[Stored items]

+ + + + + + +

use serde::Deserialize;
use tracing::debug;

use crate::error::InputError;

const SAML_RESPONSE_PARAM: &str = "SAMLResponse";

#[derive(Debug, Deserialize)]
struct Har {
    log: HarLog,
}

#[derive(Debug, Deserialize)]
struct HarLog {
    #[serde(default)]
    entries: Vec<HarEntry>,
}

#[derive(Debug, Deserialize)]
struct HarEntry {
    request: HarRequest,
}

#[derive(Debug, Deserialize)]
struct HarRequest {
    #[serde(default)]
    url: String,
    #[serde(rename = "postData")]
    post_data: Option<PostData>,
}

#[derive(Debug, Deserialize)]
struct PostData {
    #[serde(default)]
    params: Vec<Param>,
    text: Option<String>,
}

#[derive(Debug, Deserialize)]
struct Param {
    name: String,
    #[serde(default)]
    value: String,
}

/// Find the first base64 `SAMLResponse` posted in a HAR capture.
pub fn extract_saml_response(raw: &str) -> Result<String, InputError> {
    let har: Har = serde_json::from_str(raw)?;

    for entry in &har.log.entries {
        let Some(post) = entry.request.post_data.as_ref() else {
            continue;
        };
        if let Some(value) = find_in_params(&post.params).or_else(|| find_in_body(post)) {
            debug!(url = %entry.request.url, "found SAMLResponse in HAR entry");
            return Ok(percent_decode(&value));
        }
    }

    Err(InputError::HarNoSamlResponse)
}

fn find_in_params(params: &[Param]) -> Option<String> {
    params
        .iter()
        .find(|p| p.name == SAML_RESPONSE_PARAM && !p.value.is_empty())
        .map(|p| p.value.clone())
}

fn find_in_body(post: &PostData) -> Option<String> {
    let text = post.text.as_deref()?;
    text.split('&').find_map(|pair| {
        let (name, value) = pair.split_once('=')?;
        (name == SAML_RESPONSE_PARAM && !value.is_empty()).then(|| value.to_string())
    })
}

fn percent_decode(value: &str) -> String {
    match urlencoding::decode(value) {
        Ok(decoded) => decoded.into_owned(),
        Err(_) => value.to_string(),
    }
}

#[cfg(test)]
mod tests {
    use super::*;

    fn har_with_post(post_data: &str) -> String {
        format!(
            r#"{{"log": {{"version": "1.2", "entries": [
                {{"request": {{"method": "GET", "url": "https://idp.example.com/login"}}}},
                {{"request": {{"method": "POST", "url": "https://sp.example.com/acs", "postData": {post_data}}}}}
            ]}}}}"#
        )
    }

    #[test]
    fn extracts_from_params() {
        let har = har_with_post(
            r#"{"mimeType": "application/x-www-form-urlencoded",
                "params": [{"name": "RelayState", "value": "abc"},
                           {"name": "SAMLResponse", "value": "PFJlc3BvbnNlLz4%3D"}]}"#,
        );
        assert_eq!(extract_saml_response(&har).unwrap(), "PFJlc3BvbnNlLz4=");
    }

    #[test]
    fn extracts_from_form_body() {
        let har = har_with_post(
            r#"{"mimeType": "application/x-www-form-urlencoded",
                "text": "RelayState=abc&SAMLResponse=PGE%2BPzwvYT4%3D"}"#,
        );
        assert_eq!(extract_saml_response(&har).unwrap(), "PGE+PzwvYT4=");
    }

    #[test]
    fn capture_without_response_is_an_error() {
        let har = har_with_post(r#"{"params": [{"name": "RelayState", "value": "abc"}]}"#);
        let err = extract_saml_response(&har).unwrap_err();
        assert!(matches!(err, InputError::HarNoSamlResponse));
    }

    #[test]
    fn malformed_json_is_an_error() {
        let err = extract_saml_response("{not json").unwrap_err();
        assert!(matches!(err, InputError::Har(_)));
    }
}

+ + + + + + +

→ **What is expected**
Reproduce the entries exactly. Every word has to stay the same.

→ **Exercise answer**
use serde::Deserialize;
use tracing::debug;

use crate::error::InputError;

const SAML_RESPONSE_PARAM: &str = "SAMLResponse";

#[derive(Debug, Deserialize)]
struct Har {
    log: HarLog,
}

#[derive(Debug, Deserialize)]
struct HarLog {
    #[serde(default)]
    entries: Vec<HarEntry>,
}

#[derive(Debug, Deserialize)]
struct HarEntry {
    request: HarRequest,
}

#[derive(Debug, Deserialize)]
struct HarRequest {
    #[serde(default)]
    url: String,
    #[serde(rename = "postData")]
    post_data: Option<PostData>,
}

#[derive(Debug, Deserialize)]
struct PostData {
    #[serde(default)]
    params: Vec<Param>,
    text: Option<String>,
}

#[derive(Debug, Deserialize)]
struct Param {
    name: String,
    #[serde(default)]
    value: String,
}

/// Find the first base64 `SAMLResponse` posted in a HAR capture.
pub fn extract_saml_response(raw: &str) -> Result<String, InputError> {
    let har: Har = serde_json::from_str(raw)?;

    for entry in &har.log.entries {
        let Some(post) = entry.request.post_data.as_ref() else {
            continue;
        };
        if let Some(value) = find_in_params(&post.params).or_else(|| find_in_body(post)) {
            debug!(url = %entry.request.url, "found SAMLResponse in HAR entry");
            return Ok(percent_decode(&value));
        }
    }

    Err(InputError::HarNoSamlResponse)
}

fn find_in_params(params: &[Param]) -> Option<String> {
    params
        .iter()
        .find(|p| p.name == SAML_RESPONSE_PARAM && !p.value.is_empty())
        .map(|p| p.value.clone())
}

fn find_in_body(post: &PostData) -> Option<String> {
    let text = post.text.as_deref()?;
    text.split('&').find_map(|pair| {
        let (name, value) = pair.split_once('=')?;
        (name == SAML_RESPONSE_PARAM && !value.is_empty()).then(|| value.to_string())
    })
}

fn percent_decode(value: &str) -> String {
    match urlencoding::decode(value) {
        Ok(decoded) => decoded.into_owned(),
        Err(_) => value.to_string(),
    }
}

#[cfg(test)]
mod tests {
    use super::*;

    fn har_with_post(post_data: &str) -> String {
        format!(
            r#"{{"log": {{"version": "1.2", "entries": [
                {{"request": {{"method": "GET", "url": "https://idp.example.com/login"}}}},
                {{"request": {{"method": "POST", "url": "https://sp.example.com/acs", "postData": {post_data}}}}}
            ]}}}}"#
        )
    }

    #[test]
    fn extracts_from_params() {
        let har = har_with_post(
            r#"{"mimeType": "application/x-www-form-urlencoded",
                "params": [{"name": "RelayState", "value": "abc"},
                           {"name": "SAMLResponse", "value": "PFJlc3BvbnNlLz4%3D"}]}"#,
        );
        assert_eq!(extract_saml_response(&har).unwrap(), "PFJlc3BvbnNlLz4=");
    }

    #[test]
    fn extracts_from_form_body() {
        let har = har_with_post(
            r#"{"mimeType": "application/x-www-form-urlencoded",
                "text": "RelayState=abc&SAMLResponse=PGE%2BPzwvYT4%3D"}"#,
        );
        assert_eq!(extract_saml_response(&har).unwrap(), "PGE+PzwvYT4=");
    }

    #[test]
    fn capture_without_response_is_an_error() {
        let har = har_with_post(r#"{"params": [{"name": "RelayState", "value": "abc"}]}"#);
        let err = extract_saml_response(&har).unwrap_err();
        assert!(matches!(err, InputError::HarNoSamlResponse));
    }

    #[test]
    fn malformed_json_is_an_error() {
        let err = extract_saml_response("{not json").unwrap_err();
        assert!(matches!(err, InputError::Har(_)));
    }
}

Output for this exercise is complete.